EXERCISE INSTRUCTIONS
Could you find every line in the entries below that holds the word "exchange" and copy it?

SOURCE RECORDS

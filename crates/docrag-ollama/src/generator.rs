//! Ollama completion client

use async_trait::async_trait;
use serde::{Deserialize, Serialize};
use tracing::debug;

use docrag_core::{ConfigError, GenerationConfig, GenerationError, LanguageModel};

use crate::client::{CallFailure, OllamaHttp};
use crate::config::OllamaConfig;

const GENERATE_PATH: &str = "/api/generate";

#[derive(Serialize)]
struct GenerateOptions<'a> {
    #[serde(skip_serializing_if = "Option::is_none")]
    temperature: Option<f32>,
    #[serde(skip_serializing_if = "Option::is_none")]
    top_p: Option<f32>,
    #[serde(skip_serializing_if = "Option::is_none")]
    top_k: Option<u32>,
    #[serde(skip_serializing_if = "Option::is_none")]
    num_predict: Option<u32>,
    #[serde(skip_serializing_if = "no_stop_sequences")]
    stop: &'a [String],
}

fn no_stop_sequences(stop: &&[String]) -> bool {
    stop.is_empty()
}

#[derive(Serialize)]
struct GenerateRequest<'a> {
    model: &'a str,
    prompt: &'a str,
    stream: bool,
    #[serde(skip_serializing_if = "Option::is_none")]
    options: Option<GenerateOptions<'a>>,
}

#[derive(Deserialize)]
struct GenerateResponse {
    response: String,
}

/// Non-streaming completion client for a single Ollama model
#[derive(Clone)]
pub struct OllamaGenerator {
    http: OllamaHttp,
    model: String,
    generation: GenerationConfig,
}

impl OllamaGenerator {
    /// Create a new generator from configuration
    pub fn new(config: &OllamaConfig) -> Result<Self, ConfigError> {
        Ok(Self {
            http: OllamaHttp::new(config)?,
            model: config.llm_model.clone(),
            generation: config.generation.clone(),
        })
    }

    /// Create a new generator from environment variables
    pub fn from_env() -> Result<Self, ConfigError> {
        let config = OllamaConfig::from_env()?;
        Self::new(&config)
    }

    /// Set the model to use for generation
    pub fn with_model(mut self, model: impl Into<String>) -> Self {
        self.model = model.into();
        self
    }

    pub fn with_generation_config(mut self, generation: GenerationConfig) -> Self {
        self.generation = generation;
        self
    }

    fn options(&self) -> Option<GenerateOptions<'_>> {
        if self.generation.is_default() {
            return None;
        }
        Some(GenerateOptions {
            temperature: self.generation.temperature,
            top_p: self.generation.top_p,
            top_k: self.generation.top_k,
            num_predict: self.generation.max_tokens,
            stop: &self.generation.stop_sequences,
        })
    }
}

#[async_trait]
impl LanguageModel for OllamaGenerator {
    async fn generate(&self, prompt: &str) -> Result<String, GenerationError> {
        let request = GenerateRequest {
            model: &self.model,
            prompt,
            stream: false,
            options: self.options(),
        };

        debug!(model = %self.model, prompt_chars = prompt.chars().count(), "requesting completion");

        let response: GenerateResponse = self
            .http
            .post_json(GENERATE_PATH, &request)
            .await
            .map_err(|failure| match failure {
                CallFailure::Timeout(limit) => GenerationError::Timeout(limit),
                CallFailure::NotFound(_) => GenerationError::ModelNotFound(self.model.clone()),
                CallFailure::Decode(message) => GenerationError::DecodeFailure(message),
                other => GenerationError::TransportFailure(format!(
                    "generation request failed: {}",
                    other.describe()
                )),
            })?;

        Ok(response.response.trim().to_string())
    }

    fn model_name(&self) -> &str {
        &self.model
    }
}
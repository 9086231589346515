//! Ollama embedding client

use async_trait::async_trait;
use futures::stream::{self, StreamExt, TryStreamExt};
use serde::{Deserialize, Serialize};
use tracing::debug;

use docrag_core::{ConfigError, EmbeddingClient, EmbeddingError, EmbeddingVector};

use crate::client::{CallFailure, OllamaHttp};
use crate::config::OllamaConfig;

const EMBEDDINGS_PATH: &str = "/api/embeddings";

#[derive(Serialize)]
struct EmbeddingRequest<'a> {
    model: &'a str,
    prompt: &'a str,
}

#[derive(Deserialize)]
struct EmbeddingResponse {
    embedding: Vec<f32>,
}

/// Embedding client for a single Ollama model
#[derive(Clone)]
pub struct OllamaEmbedder {
    http: OllamaHttp,
    model: String,
    max_concurrency: usize,
}

impl OllamaEmbedder {
    /// Create a new embedder from configuration
    pub fn new(config: &OllamaConfig) -> Result<Self, ConfigError> {
        Ok(Self {
            http: OllamaHttp::new(config)?,
            model: config.embedding_model.clone(),
            max_concurrency: config.max_concurrency,
        })
    }

    /// Create a new embedder from environment variables
    pub fn from_env() -> Result<Self, ConfigError> {
        let config = OllamaConfig::from_env()?;
        Self::new(&config)
    }

    /// Set the model used for embeddings
    pub fn with_model(mut self, model: impl Into<String>) -> Self {
        self.model = model.into();
        self
    }

    /// Bound the number of requests in flight during `embed_batch`
    pub fn with_max_concurrency(mut self, limit: usize) -> Self {
        self.max_concurrency = limit.max(1);
        self
    }

    pub fn max_concurrency(&self) -> usize {
        self.max_concurrency
    }

    async fn embed(&self, text: &str) -> Result<EmbeddingVector, EmbeddingError> {
        let request = EmbeddingRequest {
            model: &self.model,
            prompt: text,
        };

        let response: EmbeddingResponse = self
            .http
            .post_json(EMBEDDINGS_PATH, &request)
            .await
            .map_err(|failure| self.classify(failure))?;

        if response.embedding.is_empty() {
            return Err(EmbeddingError::DecodeFailure(format!(
                "model {} returned an empty embedding",
                self.model
            )));
        }

        Ok(response.embedding)
    }

    fn classify(&self, failure: CallFailure) -> EmbeddingError {
        match failure {
            CallFailure::Timeout(limit) => EmbeddingError::Timeout(limit),
            CallFailure::NotFound(_) => EmbeddingError::ModelNotFound(self.model.clone()),
            CallFailure::Decode(message) => EmbeddingError::DecodeFailure(message),
            other => EmbeddingError::TransportFailure(format!(
                "embedding request failed: {}",
                other.describe()
            )),
        }
    }
}

#[async_trait]
impl EmbeddingClient for OllamaEmbedder {
    async fn embed_batch(&self, texts: &[String]) -> Result<Vec<EmbeddingVector>, EmbeddingError> {
        if texts.is_empty() {
            return Ok(Vec::new());
        }

        debug!(
            model = %self.model,
            count = texts.len(),
            concurrency = self.max_concurrency,
            "embedding batch"
        );

        let requests: Vec<_> = texts.iter().map(|text| self.embed(text)).collect();

        // `buffered` yields in input order, so results stay index-aligned and
        // the first failure in input order ends the batch.
        stream::iter(requests)
            .buffered(self.max_concurrency)
            .try_collect()
            .await
    }

    async fn embed_query(&self, text: &str) -> Result<EmbeddingVector, EmbeddingError> {
        self.embed(text).await
    }

    fn model_name(&self) -> &str {
        &self.model
    }
}
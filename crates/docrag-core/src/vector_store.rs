//! Vector store trait

use async_trait::async_trait;

use crate::error::StoreError;
use crate::types::{IndexedPassage, RetrievedPassage};

/// Trait for vector stores (e.g., in-memory, Qdrant)
///
/// A store establishes its dimensionality with the first vector it accepts;
/// every later upsert and query must match it.
#[async_trait]
pub trait VectorStore: Send + Sync {
    /// Persist passages.
    ///
    /// Not idempotent: upserting the same passage twice may store it twice.
    /// A batch containing a vector of the wrong dimensionality fails with
    /// [`StoreError::DimensionMismatch`] and nothing from it is written.
    async fn upsert(&self, passages: Vec<IndexedPassage>) -> Result<(), StoreError>;

    /// Return up to `k` passages nearest to `query`, best first.
    ///
    /// An empty store yields an empty result, and `k` larger than the
    /// population returns every passage.
    async fn search(&self, query: &[f32], k: usize) -> Result<Vec<RetrievedPassage>, StoreError>;
}
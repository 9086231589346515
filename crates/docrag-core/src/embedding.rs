//! Embedding client trait

use async_trait::async_trait;

use crate::error::EmbeddingError;
use crate::types::EmbeddingVector;

/// Trait for embedding backends (e.g., Ollama)
///
/// Both methods must map text into the same vector space: a store must never
/// hold vectors from two different models. Implementations do not retry.
#[async_trait]
pub trait EmbeddingClient: Send + Sync {
    /// Embed documents for indexing.
    ///
    /// The result is index-aligned with `texts`. The first failing item aborts
    /// the whole batch and no partial result is returned. An empty input
    /// yields an empty output.
    async fn embed_batch(&self, texts: &[String]) -> Result<Vec<EmbeddingVector>, EmbeddingError>;

    /// Embed a query at retrieval time
    async fn embed_query(&self, text: &str) -> Result<EmbeddingVector, EmbeddingError>;

    /// Name of the model producing the vectors
    fn model_name(&self) -> &str;
}
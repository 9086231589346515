//! Helpers for reading configuration from environment-like sources

use std::fmt::Display;
use std::str::FromStr;

use crate::error::ConfigError;

/// Parse `key` from `lookup`, treating absence as `None`.
///
/// A present but malformed value is an error naming the variable.
pub fn parse_var<T, F>(lookup: &F, key: &str) -> Result<Option<T>, ConfigError>
where
    F: Fn(&str) -> Option<String>,
    T: FromStr,
    T::Err: Display,
{
    match lookup(key) {
        Some(raw) => raw
            .trim()
            .parse::<T>()
            .map(Some)
            .map_err(|e| ConfigError::new(format!("{key}={raw:?}: {e}"))),
        None => Ok(None),
    }
}
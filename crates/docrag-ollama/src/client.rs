//! Shared HTTP transport for the Ollama endpoints

use reqwest::{Client, StatusCode};
use serde::Serialize;
use serde::de::DeserializeOwned;
use std::time::Duration;
use tokio::time::timeout;

use docrag_core::ConfigError;

use crate::config::OllamaConfig;

/// Why a single Ollama call failed, before mapping to a collaborator error
#[derive(Debug, Clone, PartialEq)]
pub(crate) enum CallFailure {
    Timeout(Duration),
    /// HTTP 404, which Ollama returns for an unknown model
    NotFound(String),
    Status { status: u16, body: String },
    Transport(String),
    Decode(String),
}

impl CallFailure {
    pub(crate) fn describe(&self) -> String {
        match self {
            CallFailure::Timeout(limit) => format!("no response within {:?}", limit),
            CallFailure::NotFound(body) => format!("HTTP 404: {}", body),
            CallFailure::Status { status, body } => format!("HTTP {}: {}", status, body),
            CallFailure::Transport(message) | CallFailure::Decode(message) => message.clone(),
        }
    }
}

/// Thin JSON-over-HTTP client bound to one Ollama host
#[derive(Clone)]
pub(crate) struct OllamaHttp {
    client: Client,
    host: String,
    request_timeout: Duration,
}

impl OllamaHttp {
    pub(crate) fn new(config: &OllamaConfig) -> Result<Self, ConfigError> {
        config.validate()?;

        let client = Client::builder()
            .build()
            .map_err(|e| ConfigError::new(format!("failed to build HTTP client: {}", e)))?;

        Ok(Self {
            client,
            host: config.host.trim_end_matches('/').to_string(),
            request_timeout: config.request_timeout,
        })
    }

    pub(crate) fn endpoint(&self, path: &str) -> String {
        format!("{}{}", self.host, path)
    }

    /// POST `body` as JSON and decode a JSON reply.
    ///
    /// Only HTTP 200 counts as success; any other status carries the response
    /// body back as diagnostic text. The whole exchange, body included, runs
    /// under the request deadline.
    pub(crate) async fn post_json<B, R>(&self, path: &str, body: &B) -> Result<R, CallFailure>
    where
        B: Serialize + ?Sized + Sync,
        R: DeserializeOwned + Send,
    {
        let url = self.endpoint(path);

        let exchange = async {
            let response = self
                .client
                .post(&url)
                .header("Content-Type", "application/json")
                .json(body)
                .send()
                .await
                .map_err(|e| CallFailure::Transport(e.to_string()))?;

            let status = response.status();
            if status != StatusCode::OK {
                let error_text = response
                    .text()
                    .await
                    .unwrap_or_else(|_| "<body unavailable>".to_string());
                if status == StatusCode::NOT_FOUND {
                    return Err(CallFailure::NotFound(error_text));
                }
                return Err(CallFailure::Status {
                    status: status.as_u16(),
                    body: error_text,
                });
            }

            let bytes = response
                .bytes()
                .await
                .map_err(|e| CallFailure::Transport(e.to_string()))?;
            serde_json::from_slice::<R>(&bytes).map_err(|e| CallFailure::Decode(e.to_string()))
        };

        match timeout(self.request_timeout, exchange).await {
            Ok(result) => result,
            Err(_) => Err(CallFailure::Timeout(self.request_timeout)),
        }
    }
}

#[cfg(test)]
mod tests {
    use super::*;

    #[test]
    fn test_endpoint_strips_trailing_slash() {
        let config = OllamaConfig::new("http://localhost:11434/", "nomic-embed-text", "mistral");
        let http = OllamaHttp::new(&config).unwrap();
        assert_eq!(
            http.endpoint("/api/embeddings"),
            "http://localhost:11434/api/embeddings"
        );
    }

    #[test]
    fn test_describe_status_failure() {
        let failure = CallFailure::Status {
            status: 500,
            body: "out of memory".to_string(),
        };
        assert_eq!(failure.describe(), "HTTP 500: out of memory");
    }
}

WORKED SOLUTION
    /// body back as diagnostic text. The whole exchange, body included, runs
        let exchange = async {
        match timeout(self.request_timeout, exchange).await {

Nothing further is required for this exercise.